Power lines are a whole different ball of wax. Power lines have to be placed in heavy plastic conduit and buried 2 feet down. In our area the customer buys the conduit and wire, digs the trench and pulls the wire, buys the meter box, and follows the exact specs of the power company. The power company then comes out and energizes the line after the inspections are complete. Figure roughly $20 per foot in costs. I rented a backhoe, dug my own trench, and used the help of day laborers and it still cost me an arm and a leg.
Hi Harry,
Thanks for your feedback. It's both power and telephone (i think). I've attached a pic. I need to knock this down because I have a small airplane that is in danger of getting tangled up in the wire during takeoff.

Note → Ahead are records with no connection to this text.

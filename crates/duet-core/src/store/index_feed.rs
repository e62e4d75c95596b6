use std::collections::HashMap;
use std::sync::Arc;

use futures::future::join_all;
use futures::StreamExt;
use tracing::warn;

use crate::backend::{get_doc, DocumentStore, DocumentWatch};
use crate::constants::collections;
use crate::models::{ChatIndex, ConversationSummary, UserProfile};
use crate::store::views::build_summaries;

/// Live Conversation Index for one user.
///
/// Emits a freshly built summary list for the current state and then for
/// every change of the backing index document. Peer profiles are resolved
/// concurrently per emission; an unresolved peer drops that entry only.
pub struct IndexFeed {
    store: Arc<dyn DocumentStore>,
    watch: DocumentWatch,
}

impl IndexFeed {
    pub(crate) fn new(store: Arc<dyn DocumentStore>, watch: DocumentWatch) -> Self {
        Self { store, watch }
    }

    /// Next emission, or `None` once the feed is closed.
    pub async fn next(&mut self) -> Option<Vec<ConversationSummary>> {
        let change = self.watch.next().await?;

        let index = match change.body {
            Some(body) => match serde_json::from_value::<ChatIndex>(body) {
                Ok(index) => index,
                Err(err) => {
                    warn!(error = %err, "malformed chat index; emitting empty list");
                    ChatIndex::default()
                }
            },
            None => ChatIndex::default(),
        };

        Some(self.resolve(index).await)
    }

    /// Tear the subscription down explicitly (dropping the feed does the
    /// same).
    pub fn stop(self) {
        self.watch.stop();
    }

    async fn resolve(&self, index: ChatIndex) -> Vec<ConversationSummary> {
        let mut peer_ids: Vec<&str> = index.chats.iter().map(|e| e.peer_id.as_str()).collect();
        peer_ids.sort_unstable();
        peer_ids.dedup();

        let store = self.store.as_ref();
        let fetches = peer_ids
            .iter()
            .map(|peer_id| get_doc::<UserProfile, _>(store, collections::USERS, peer_id));

        let mut profiles = HashMap::new();
        for (peer_id, fetched) in peer_ids.iter().zip(join_all(fetches).await) {
            match fetched {
                Ok(Some(profile)) => {
                    profiles.insert(profile.id.clone(), profile);
                }
                Ok(None) => warn!(peer = %peer_id, "peer profile missing; dropping entry"),
                Err(err) => {
                    warn!(peer = %peer_id, error = %err, "peer profile fetch failed; dropping entry")
                }
            }
        }

        build_summaries(&index, &profiles)
    }
}

#[cfg(test)]
mod tests {
    use super::*;
    use crate::backend::{set_doc, SqliteStore, WriteBatch};
    use crate::models::IndexEntry;
    use tempfile::tempdir;

    fn profile(id: &str, username: &str) -> UserProfile {
        UserProfile {
            id: id.to_string(),
            username: username.to_string(),
            email: format!("{}@example.com", username),
            about: String::new(),
            avatar: None,
            blocked: Vec::new(),
            deleted: false,
        }
    }

    fn entry(conversation_id: &str, peer_id: &str, updated_at: u64) -> IndexEntry {
        IndexEntry {
            conversation_id: conversation_id.to_string(),
            peer_id: peer_id.to_string(),
            last_message: String::new(),
            seen: false,
            hidden: false,
            updated_at,
        }
    }

    #[tokio::test]
    async fn test_feed_emits_current_state_then_updates() {
        let dir = tempdir().unwrap();
        let store = Arc::new(SqliteStore::open(dir.path()).unwrap());

        set_doc(store.as_ref(), collections::USERS, "u2", &profile("u2", "bo"))
            .await
            .unwrap();
        set_doc(
            store.as_ref(),
            collections::USER_CHATS,
            "u1",
            &ChatIndex {
                chats: vec![entry("c1", "u2", 100)],
            },
        )
        .await
        .unwrap();

        let watch = store.watch(collections::USER_CHATS, "u1").await.unwrap();
        let mut feed = IndexFeed::new(store.clone(), watch);

        let first = feed.next().await.unwrap();
        assert_eq!(first.len(), 1);
        assert_eq!(first[0].peer.username, "bo");

        // A second conversation lands; the feed re-emits with it on top
        set_doc(store.as_ref(), collections::USERS, "u3", &profile("u3", "kim"))
            .await
            .unwrap();
        let batch = WriteBatch::new()
            .append(collections::USER_CHATS, "u1", "chats", &entry("c2", "u3", 200))
            .unwrap();
        store.commit(batch).await.unwrap();

        let second = feed.next().await.unwrap();
        assert_eq!(second.len(), 2);
        assert_eq!(second[0].conversation_id, "c2");
        assert_eq!(second[1].conversation_id, "c1");
    }

    #[tokio::test]
    async fn test_feed_emits_empty_list_for_absent_document() {
        let dir = tempdir().unwrap();
        let store = Arc::new(SqliteStore::open(dir.path()).unwrap());

        let watch = store.watch(collections::USER_CHATS, "u1").await.unwrap();
        let mut feed = IndexFeed::new(store.clone(), watch);

        assert!(feed.next().await.unwrap().is_empty());
    }

    #[tokio::test]
    async fn test_unresolved_peer_is_omitted_not_fatal() {
        let dir = tempdir().unwrap();
        let store = Arc::new(SqliteStore::open(dir.path()).unwrap());

        set_doc(store.as_ref(), collections::USERS, "u2", &profile("u2", "bo"))
            .await
            .unwrap();
        set_doc(
            store.as_ref(),
            collections::USER_CHATS,
            "u1",
            &ChatIndex {
                chats: vec![entry("c1", "u2", 100), entry("c2", "u9", 200)],
            },
        )
        .await
        .unwrap();

        let watch = store.watch(collections::USER_CHATS, "u1").await.unwrap();
        let mut feed = IndexFeed::new(store.clone(), watch);

        let emitted = feed.next().await.unwrap();
        assert_eq!(emitted.len(), 1);
        assert_eq!(emitted[0].conversation_id, "c1");
    }
}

The power company buried power wire 3 ft down,direct bury no conduit as a new service awhile back,no charge.Telco trenched my wire at new home 2 ft down no charge.To there advantage with storms.
Hi Harry,
Thanks for your feedback. It's both power and telephone (i think). I've attached a pic. I need to knock this down because I have a small airplane that is in danger of getting tangled up in the wire during takeoff.
Unless you have some kind of incredible STOL aircraft, I would think those trees might be a factor too!
Cool idea to be able to park your airplane at your house where you can fly it more.
Offhand I would think with construction down, and fuel prices down some, you should be able to get a pretty good competitive bid for the bulldozer work.
Not knowing your market, not knowing what the land looks like right now, any dollar estimate I could throw out would not be a SWAG, just a WAG, so not worth wasting the electrons.
If you get at least 2 or 3 bids I'm pretty certain you can be sure of getting a competitive price.